───── Supplied material ─────
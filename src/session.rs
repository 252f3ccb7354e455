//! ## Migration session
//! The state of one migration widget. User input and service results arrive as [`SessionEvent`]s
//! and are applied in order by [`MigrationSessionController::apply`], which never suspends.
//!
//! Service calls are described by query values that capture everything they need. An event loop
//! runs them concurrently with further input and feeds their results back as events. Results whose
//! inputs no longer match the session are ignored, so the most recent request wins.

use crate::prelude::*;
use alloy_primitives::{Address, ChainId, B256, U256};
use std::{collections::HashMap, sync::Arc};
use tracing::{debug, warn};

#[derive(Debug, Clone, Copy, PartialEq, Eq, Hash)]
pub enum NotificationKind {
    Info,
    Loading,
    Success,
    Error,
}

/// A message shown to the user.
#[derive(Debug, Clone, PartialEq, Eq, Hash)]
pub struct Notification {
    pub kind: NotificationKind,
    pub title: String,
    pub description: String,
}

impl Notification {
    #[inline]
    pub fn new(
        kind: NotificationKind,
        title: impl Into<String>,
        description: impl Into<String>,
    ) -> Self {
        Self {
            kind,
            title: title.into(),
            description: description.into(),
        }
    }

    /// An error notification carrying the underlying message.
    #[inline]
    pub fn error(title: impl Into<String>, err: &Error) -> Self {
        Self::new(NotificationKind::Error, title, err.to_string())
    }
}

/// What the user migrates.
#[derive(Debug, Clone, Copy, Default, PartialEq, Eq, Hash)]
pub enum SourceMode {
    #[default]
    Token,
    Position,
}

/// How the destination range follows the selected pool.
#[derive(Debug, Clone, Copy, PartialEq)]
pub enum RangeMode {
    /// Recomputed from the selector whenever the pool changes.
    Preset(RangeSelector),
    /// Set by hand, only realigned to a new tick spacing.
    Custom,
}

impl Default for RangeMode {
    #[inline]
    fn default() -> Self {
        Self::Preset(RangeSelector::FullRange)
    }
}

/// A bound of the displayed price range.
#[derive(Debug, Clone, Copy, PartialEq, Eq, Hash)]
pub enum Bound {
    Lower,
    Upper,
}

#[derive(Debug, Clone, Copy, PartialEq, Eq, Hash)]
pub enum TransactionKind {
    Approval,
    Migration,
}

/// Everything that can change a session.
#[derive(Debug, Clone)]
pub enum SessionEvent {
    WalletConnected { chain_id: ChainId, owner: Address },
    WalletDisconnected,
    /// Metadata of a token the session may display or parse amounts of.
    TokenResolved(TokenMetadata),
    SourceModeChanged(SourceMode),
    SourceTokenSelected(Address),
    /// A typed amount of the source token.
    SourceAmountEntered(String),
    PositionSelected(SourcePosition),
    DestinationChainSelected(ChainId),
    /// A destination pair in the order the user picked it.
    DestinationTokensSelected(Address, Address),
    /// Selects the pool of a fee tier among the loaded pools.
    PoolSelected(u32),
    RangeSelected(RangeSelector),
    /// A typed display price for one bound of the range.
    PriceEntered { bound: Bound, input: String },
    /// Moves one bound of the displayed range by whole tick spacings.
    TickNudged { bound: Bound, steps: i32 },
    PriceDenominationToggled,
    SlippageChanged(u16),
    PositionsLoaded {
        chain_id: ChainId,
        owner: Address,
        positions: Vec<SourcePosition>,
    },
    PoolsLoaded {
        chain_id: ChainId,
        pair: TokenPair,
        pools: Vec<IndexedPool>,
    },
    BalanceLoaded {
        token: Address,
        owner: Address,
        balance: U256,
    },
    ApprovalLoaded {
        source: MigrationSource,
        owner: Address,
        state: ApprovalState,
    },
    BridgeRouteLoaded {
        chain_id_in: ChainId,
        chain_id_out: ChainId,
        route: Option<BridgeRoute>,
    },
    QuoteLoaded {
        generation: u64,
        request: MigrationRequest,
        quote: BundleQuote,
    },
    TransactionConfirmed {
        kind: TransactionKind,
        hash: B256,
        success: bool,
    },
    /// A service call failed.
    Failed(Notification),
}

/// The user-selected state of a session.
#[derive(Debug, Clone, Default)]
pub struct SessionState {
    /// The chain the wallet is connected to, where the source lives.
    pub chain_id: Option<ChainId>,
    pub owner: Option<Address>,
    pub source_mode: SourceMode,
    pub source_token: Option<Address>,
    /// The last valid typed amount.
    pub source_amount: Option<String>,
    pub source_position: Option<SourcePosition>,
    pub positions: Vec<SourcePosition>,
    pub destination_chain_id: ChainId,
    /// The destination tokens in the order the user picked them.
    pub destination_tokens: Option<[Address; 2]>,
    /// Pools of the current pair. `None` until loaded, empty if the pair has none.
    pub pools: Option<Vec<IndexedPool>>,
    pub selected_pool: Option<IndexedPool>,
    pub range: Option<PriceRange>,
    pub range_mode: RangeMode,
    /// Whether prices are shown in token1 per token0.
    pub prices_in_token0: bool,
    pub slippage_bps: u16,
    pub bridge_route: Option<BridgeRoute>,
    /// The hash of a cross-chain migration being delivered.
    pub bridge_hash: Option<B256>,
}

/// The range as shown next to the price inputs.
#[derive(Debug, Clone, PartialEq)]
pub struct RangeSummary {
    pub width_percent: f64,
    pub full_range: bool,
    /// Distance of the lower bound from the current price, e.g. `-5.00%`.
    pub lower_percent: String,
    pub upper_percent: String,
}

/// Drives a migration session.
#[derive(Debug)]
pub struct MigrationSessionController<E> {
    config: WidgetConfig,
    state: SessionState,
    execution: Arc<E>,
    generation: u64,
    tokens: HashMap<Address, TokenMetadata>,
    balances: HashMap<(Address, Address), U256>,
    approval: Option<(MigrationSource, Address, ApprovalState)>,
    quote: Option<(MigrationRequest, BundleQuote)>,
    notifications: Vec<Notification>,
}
─────
───── Supplied material ─────
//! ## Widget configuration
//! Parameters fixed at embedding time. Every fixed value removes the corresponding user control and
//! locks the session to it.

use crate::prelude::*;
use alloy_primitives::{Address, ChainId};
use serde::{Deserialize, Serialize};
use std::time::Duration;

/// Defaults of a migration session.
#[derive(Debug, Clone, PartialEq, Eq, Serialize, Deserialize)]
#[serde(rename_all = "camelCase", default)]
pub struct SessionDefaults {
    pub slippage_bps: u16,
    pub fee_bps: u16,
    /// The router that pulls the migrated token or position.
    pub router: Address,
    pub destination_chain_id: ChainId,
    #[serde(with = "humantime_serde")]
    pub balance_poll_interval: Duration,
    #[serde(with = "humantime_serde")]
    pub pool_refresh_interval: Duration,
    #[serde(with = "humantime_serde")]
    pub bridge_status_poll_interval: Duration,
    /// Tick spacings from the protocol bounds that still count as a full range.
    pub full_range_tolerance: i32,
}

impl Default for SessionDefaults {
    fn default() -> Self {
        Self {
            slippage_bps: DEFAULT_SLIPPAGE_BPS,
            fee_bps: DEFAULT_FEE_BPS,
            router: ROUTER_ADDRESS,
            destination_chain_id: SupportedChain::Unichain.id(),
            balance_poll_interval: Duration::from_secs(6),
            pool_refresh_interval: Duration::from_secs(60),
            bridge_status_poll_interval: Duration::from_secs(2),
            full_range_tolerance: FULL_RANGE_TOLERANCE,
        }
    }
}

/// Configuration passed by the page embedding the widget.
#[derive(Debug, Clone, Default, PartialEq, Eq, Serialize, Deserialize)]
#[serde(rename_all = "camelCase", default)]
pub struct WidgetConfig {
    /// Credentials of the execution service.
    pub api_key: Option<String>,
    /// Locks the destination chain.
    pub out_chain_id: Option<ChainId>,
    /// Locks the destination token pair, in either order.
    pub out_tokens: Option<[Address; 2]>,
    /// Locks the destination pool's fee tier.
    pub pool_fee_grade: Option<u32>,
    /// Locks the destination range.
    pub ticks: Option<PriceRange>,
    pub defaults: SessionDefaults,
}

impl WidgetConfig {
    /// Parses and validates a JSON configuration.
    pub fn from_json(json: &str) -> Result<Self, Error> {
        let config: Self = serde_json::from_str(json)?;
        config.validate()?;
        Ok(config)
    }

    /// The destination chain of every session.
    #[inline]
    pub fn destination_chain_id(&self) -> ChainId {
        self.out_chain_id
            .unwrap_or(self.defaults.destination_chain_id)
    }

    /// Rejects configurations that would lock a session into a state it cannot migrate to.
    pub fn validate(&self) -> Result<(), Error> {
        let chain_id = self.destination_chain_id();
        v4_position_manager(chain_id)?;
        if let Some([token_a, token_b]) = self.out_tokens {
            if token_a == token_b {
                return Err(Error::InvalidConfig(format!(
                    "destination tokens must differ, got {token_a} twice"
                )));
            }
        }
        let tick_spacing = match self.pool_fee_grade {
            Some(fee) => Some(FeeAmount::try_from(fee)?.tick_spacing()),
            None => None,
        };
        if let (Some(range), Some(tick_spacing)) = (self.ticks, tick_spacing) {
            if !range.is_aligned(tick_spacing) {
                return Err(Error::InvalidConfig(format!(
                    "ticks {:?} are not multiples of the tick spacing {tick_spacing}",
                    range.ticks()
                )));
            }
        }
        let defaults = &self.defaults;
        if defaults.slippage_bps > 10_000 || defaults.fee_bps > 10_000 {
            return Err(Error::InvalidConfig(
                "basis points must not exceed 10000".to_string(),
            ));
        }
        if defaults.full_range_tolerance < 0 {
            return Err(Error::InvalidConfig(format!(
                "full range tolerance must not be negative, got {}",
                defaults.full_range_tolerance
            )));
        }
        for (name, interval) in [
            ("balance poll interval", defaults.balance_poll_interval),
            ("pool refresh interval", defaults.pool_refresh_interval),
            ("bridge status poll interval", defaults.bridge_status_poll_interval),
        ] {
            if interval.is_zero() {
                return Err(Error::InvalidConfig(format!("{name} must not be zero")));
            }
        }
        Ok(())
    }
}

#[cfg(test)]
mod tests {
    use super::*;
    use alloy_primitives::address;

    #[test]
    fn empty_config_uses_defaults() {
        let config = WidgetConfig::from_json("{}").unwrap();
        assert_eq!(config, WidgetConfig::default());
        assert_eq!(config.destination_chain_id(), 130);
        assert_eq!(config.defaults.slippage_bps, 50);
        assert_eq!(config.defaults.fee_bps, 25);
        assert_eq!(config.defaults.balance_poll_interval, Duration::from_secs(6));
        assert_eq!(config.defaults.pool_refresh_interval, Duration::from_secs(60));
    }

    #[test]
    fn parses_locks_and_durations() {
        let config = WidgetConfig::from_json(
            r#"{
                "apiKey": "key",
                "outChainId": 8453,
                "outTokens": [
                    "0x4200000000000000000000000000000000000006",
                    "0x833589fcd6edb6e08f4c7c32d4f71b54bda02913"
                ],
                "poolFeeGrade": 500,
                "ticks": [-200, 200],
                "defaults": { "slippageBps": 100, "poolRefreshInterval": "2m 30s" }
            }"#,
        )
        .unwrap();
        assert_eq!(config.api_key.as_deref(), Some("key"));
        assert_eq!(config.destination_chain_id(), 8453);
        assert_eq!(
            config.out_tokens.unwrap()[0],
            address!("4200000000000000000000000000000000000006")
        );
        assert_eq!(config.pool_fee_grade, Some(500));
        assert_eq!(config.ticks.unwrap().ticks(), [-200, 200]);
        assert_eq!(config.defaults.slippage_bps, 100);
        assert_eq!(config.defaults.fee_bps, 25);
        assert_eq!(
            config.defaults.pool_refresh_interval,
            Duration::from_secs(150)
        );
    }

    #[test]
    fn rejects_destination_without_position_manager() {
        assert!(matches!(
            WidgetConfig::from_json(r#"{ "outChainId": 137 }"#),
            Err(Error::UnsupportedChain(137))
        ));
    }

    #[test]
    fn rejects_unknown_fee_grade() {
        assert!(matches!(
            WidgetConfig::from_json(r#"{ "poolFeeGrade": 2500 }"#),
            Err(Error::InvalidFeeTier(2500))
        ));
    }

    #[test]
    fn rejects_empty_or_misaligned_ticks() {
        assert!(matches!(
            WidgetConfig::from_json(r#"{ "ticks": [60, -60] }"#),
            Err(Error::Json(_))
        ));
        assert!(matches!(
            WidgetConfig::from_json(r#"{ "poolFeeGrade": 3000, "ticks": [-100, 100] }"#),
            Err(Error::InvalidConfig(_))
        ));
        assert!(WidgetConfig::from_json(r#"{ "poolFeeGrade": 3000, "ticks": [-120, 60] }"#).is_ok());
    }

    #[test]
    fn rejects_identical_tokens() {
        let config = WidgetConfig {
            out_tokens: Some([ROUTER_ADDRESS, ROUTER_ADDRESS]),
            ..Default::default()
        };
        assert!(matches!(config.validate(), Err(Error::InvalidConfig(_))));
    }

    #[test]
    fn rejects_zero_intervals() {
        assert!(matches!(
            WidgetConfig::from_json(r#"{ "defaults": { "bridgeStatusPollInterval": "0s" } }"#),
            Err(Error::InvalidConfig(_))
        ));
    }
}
─────
**Action item**
Set down, exactly as they appear above, all lines from the one that has "the execution service." down to the one that has "a JSON configuration.", including those two and no others.

**Written response**
    /// Credentials of the execution service.
    pub api_key: Option<String>,
    /// Locks the destination chain.
    pub out_chain_id: Option<ChainId>,
    /// Locks the destination token pair, in either order.
    pub out_tokens: Option<[Address; 2]>,
    /// Locks the destination pool's fee tier.
    pub pool_fee_grade: Option<u32>,
    /// Locks the destination range.
    pub ticks: Option<PriceRange>,
    pub defaults: SessionDefaults,
}

impl WidgetConfig {
    /// Parses and validates a JSON configuration.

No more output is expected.